Quezon City mayor-elect Joy Belmonte said the ordinance that will regulate casino operators and require residents to pay an entry fee to any gaming venue in the city might be implemented in her term as mayor. Ms Belmonte is currently Quezon City’s vice-mayor and will assume the mayoral role on June 30.
“I think what we have to do is write the implementing rules and regulations and that is the task of the executive department,” she was quoted as saying by the BusinessWorld media outlet.
The Quezon City Council in the Philippines has passed a regulatory ordinance covering gambling operations in the Quezon City (pictured).

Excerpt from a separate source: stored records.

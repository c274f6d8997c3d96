//! 进程内持久化存储，供单机调试和测试使用。

use std::collections::{HashMap, HashSet};
use std::sync::atomic::{AtomicBool, AtomicUsize, Ordering};

use async_trait::async_trait;
use parking_lot::Mutex;

use super::store::DurableStore;
use crate::define::PlayerId;
use crate::error::StoreError;

#[derive(Default)]
struct Tables {
    created: HashSet<String>,
    rows: HashMap<(String, PlayerId), Vec<u8>>,
}

pub struct MemoryStore {
    tables: Mutex<Tables>,
    available: AtomicBool,
    loads: AtomicUsize,
    saves: AtomicUsize,
}

impl Default for MemoryStore {
    fn default() -> Self {
        Self::new()
    }
}

impl MemoryStore {
    pub fn new() -> Self {
        Self {
            tables: Mutex::new(Tables::default()),
            available: AtomicBool::new(true),
            loads: AtomicUsize::new(0),
            saves: AtomicUsize::new(0),
        }
    }

    /// 模拟数据库不可达
    pub fn set_available(&self, available: bool) {
        self.available.store(available, Ordering::SeqCst);
    }

    /// 直接读取一行，不计入读取次数
    pub fn row(&self, system_name: &str, user_id: PlayerId) -> Option<Vec<u8>> {
        self.tables
            .lock()
            .rows
            .get(&(system_name.to_string(), user_id))
            .cloned()
    }

    /// 直接写入一行，用于准备数据
    pub fn insert_row(&self, system_name: &str, user_id: PlayerId, data: &[u8]) {
        let mut tables = self.tables.lock();
        tables.created.insert(system_name.to_string());
        tables
            .rows
            .insert((system_name.to_string(), user_id), data.to_vec());
    }

    pub fn has_table(&self, system_name: &str) -> bool {
        self.tables.lock().created.contains(system_name)
    }

    pub fn load_count(&self) -> usize {
        self.loads.load(Ordering::SeqCst)
    }

    pub fn save_count(&self) -> usize {
        self.saves.load(Ordering::SeqCst)
    }

    fn check(&self) -> Result<(), StoreError> {
        if self.available.load(Ordering::SeqCst) {
            Ok(())
        } else {
            Err(StoreError::Unavailable("memory store offline".into()))
        }
    }
}

#[async_trait]
impl DurableStore for MemoryStore {
    async fn create_table(&self, system_name: &str) -> Result<(), StoreError> {
        self.check()?;
        self.tables.lock().created.insert(system_name.to_string());
        Ok(())
    }

    async fn load_user_data(
        &self,
        system_name: &str,
        user_id: PlayerId,
    ) -> Result<Option<Vec<u8>>, StoreError> {
        self.check()?;
        self.loads.fetch_add(1, Ordering::SeqCst);
        Ok(self.row(system_name, user_id))
    }

    async fn save_user_data(
        &self,
        system_name: &str,
        user_id: PlayerId,
        data: &[u8],
    ) -> Result<(), StoreError> {
        self.check()?;
        self.saves.fetch_add(1, Ordering::SeqCst);
        self.insert_row(system_name, user_id, data);
        Ok(())
    }
}
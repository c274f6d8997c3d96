// 网关模块
// 管理客户端会话，负责会话持久化和消息路由

pub mod manager;
pub mod session;
pub mod topic;

use serde_json::Value;

use crate::rpc::RpcError;

pub use manager::GateManager;
pub use session::{Session, SessionState};
pub use topic::Topic;

/// 路由失败原因，返回给客户端而不是静默丢弃
#[derive(Debug, thiserror::Error)]
pub enum RouteError {
    #[error("invalid topic: {0}")]
    InvalidTopic(String),

    #[error("unknown service: {0}")]
    UnknownService(String),

    #[error("session not found: {0}")]
    SessionNotFound(String),

    #[error(transparent)]
    Rpc(#[from] RpcError),
}

/// 路由结果
#[derive(Debug, Clone, PartialEq)]
pub enum RouteOutcome {
    /// 已投递，不等待回复
    Forwarded,
    /// 目标服务的回复
    Reply(Value),
}
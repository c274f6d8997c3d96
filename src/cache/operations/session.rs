use std::sync::Arc;
use std::time::Duration;

use crate::cache::client::KeyValueCache;
use crate::cache::keys::session_key;
use crate::define::PlayerId;
use crate::error::StoreError;
use crate::gate::Session;

/// 会话缓存操作
#[derive(Clone)]
pub struct SessionCacheOperations {
    cache: Arc<dyn KeyValueCache>,
}

impl SessionCacheOperations {
    pub fn new(cache: Arc<dyn KeyValueCache>) -> Self {
        Self { cache }
    }

    /// 缓存会话，不设置过期时间
    pub async fn cache_session(&self, user_id: PlayerId, session: &Session) -> Result<(), StoreError> {
        let json = serde_json::to_string(session)?;
        self.cache.set(&session_key(user_id), &json).await
    }

    /// 设置会话过期时间
    pub async fn expire_session(&self, user_id: PlayerId, ttl: Duration) -> Result<bool, StoreError> {
        self.cache.expire(&session_key(user_id), ttl).await
    }

    /// 获取会话，记录损坏时返回反序列化错误
    pub async fn get_session(&self, user_id: PlayerId) -> Result<Option<Session>, StoreError> {
        match self.cache.get(&session_key(user_id)).await? {
            Some(json) => Ok(Some(serde_json::from_str(&json)?)),
            None => Ok(None),
        }
    }
}
use std::fmt;
use std::str::FromStr;

use serde::{Deserialize, Serialize};

/// 版本号
pub const VERSION: &str = "1.0.0.1";

/// 角色数据表名
pub const USER_DATA_ROLE: &str = "ROLE_DATA";

/// 新玩家的空数据占位
pub const EMPTY_USER_DATA: &str = "{}";

/// 玩家ID，全局唯一，分配后不再改变
#[derive(Debug, Default, Clone, Copy, PartialEq, Eq, Hash, PartialOrd, Ord, Serialize, Deserialize)]
#[serde(transparent)]
pub struct PlayerId(pub i64);

impl fmt::Display for PlayerId {
    fn fmt(&self, f: &mut fmt::Formatter<'_>) -> fmt::Result {
        write!(f, "{}", self.0)
    }
}

/// 服务器类型
#[derive(Debug, Clone, Copy, PartialEq, Eq, Hash, PartialOrd, Ord, Serialize, Deserialize)]
pub enum ServerType {
    Gate,
    Login,
    DBSvr,
    Hall,
}

impl ServerType {
    pub const ALL: [ServerType; 4] = [
        ServerType::Gate,
        ServerType::Login,
        ServerType::DBSvr,
        ServerType::Hall,
    ];

    pub fn as_str(&self) -> &'static str {
        match self {
            ServerType::Gate => "Gate",
            ServerType::Login => "Login",
            ServerType::DBSvr => "DBSvr",
            ServerType::Hall => "Hall",
        }
    }
}

impl fmt::Display for ServerType {
    fn fmt(&self, f: &mut fmt::Formatter<'_>) -> fmt::Result {
        f.write_str(self.as_str())
    }
}

impl FromStr for ServerType {
    type Err = String;

    fn from_str(s: &str) -> Result<Self, Self::Err> {
        ServerType::ALL
            .into_iter()
            .find(|kind| kind.as_str() == s)
            .ok_or_else(|| s.to_string())
    }
}

/// 服务器实例ID，例如 `Hall@1`
pub type ServerId = String;

/// 消息名
pub mod msg_type {
    /// 客户端请求用户登录
    pub const CS_USER_LOGIN: &str = "userLogin";
    /// 用户下线
    pub const RPC_USER_LOGOUT: &str = "userLogout";
    /// 从db加载用户数据
    pub const RPC_LOAD_USER_INFO_FROM_DB: &str = "loadUserInfo";
    /// 用户登录成功
    pub const RPC_USER_LOGIN_SUCCESS: &str = "userLoginSuccess";
    /// 网关绑定会话玩家ID
    pub const RPC_BIND_SESSION: &str = "bindSession";
    /// 同步会话路由信息到网关
    pub const RPC_PUSH_SESSION: &str = "pushSession";
    /// 网关关闭会话
    pub const RPC_CLOSE_SESSION: &str = "closeSession";
}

It includes a provision that city residents should pay a PHP1,500 (circa US$30) entry levy per 24-hour period spent in any casino within the city limits, or PHP30,000 per year if such an establishment offers annual membership.
The statement from Quezon City’s public affairs department announcing the detail of the planned levy had said that a body called the Gambling Regulatory Advisory Council would “evaluate gambling operations” locally and manage the implementation of the local ordinance with the assistance of Quezon City Police District, and the country’s casino regulator, the Philippine Amusement and Gaming Corp (Pagcor).
Bloomberry Resorts Corp – operator of the Solaire Resort and Casino in nearby Manila – plans to build a new casino resort at Quezon City. In its latest relevant commentary on the project, issued to the Philippine Stock Exchange in April, the casino firm said it was still awaiting the necessary local permits to start work on the scheme.
In March, Pagcor said the Quezon City government did not have the authority to impose such an entry levy. The gaming regulator said previously it would mount a legal challenge to Quezon City’s attempt to impose a local regulatory ordinance on the casino industry. This might involve seeking a temporary restraining order – known locally as a TRO – against the local government via the country’s courts.
In comments quoted by BusinessWorld, Ms Belmonte said the Quezon City government believed the enactment of the Local Government Code of 1991 had “devolved some of the regulatory functions for people’s welfare to the local government”.
“I believe it includes regulating gambling because I believe it is a vice, and I believe it is something that can affect the welfare of our constituents,” she was quoted as saying.
The mayor-elect said if Pagcor deemed filing a TRO an appropriate act, the city government would “welcome” whatever was the decision of the Supreme Court on the matter.
“If the Supreme Court rules in favour of the local government, then that is a victory for all local governments because that means all local governments can now regulate in their respective jurisdictions. If the Supreme Court rules in favour of Pagcor, we will respect the ruling of the Supreme Court,” she reportedly added.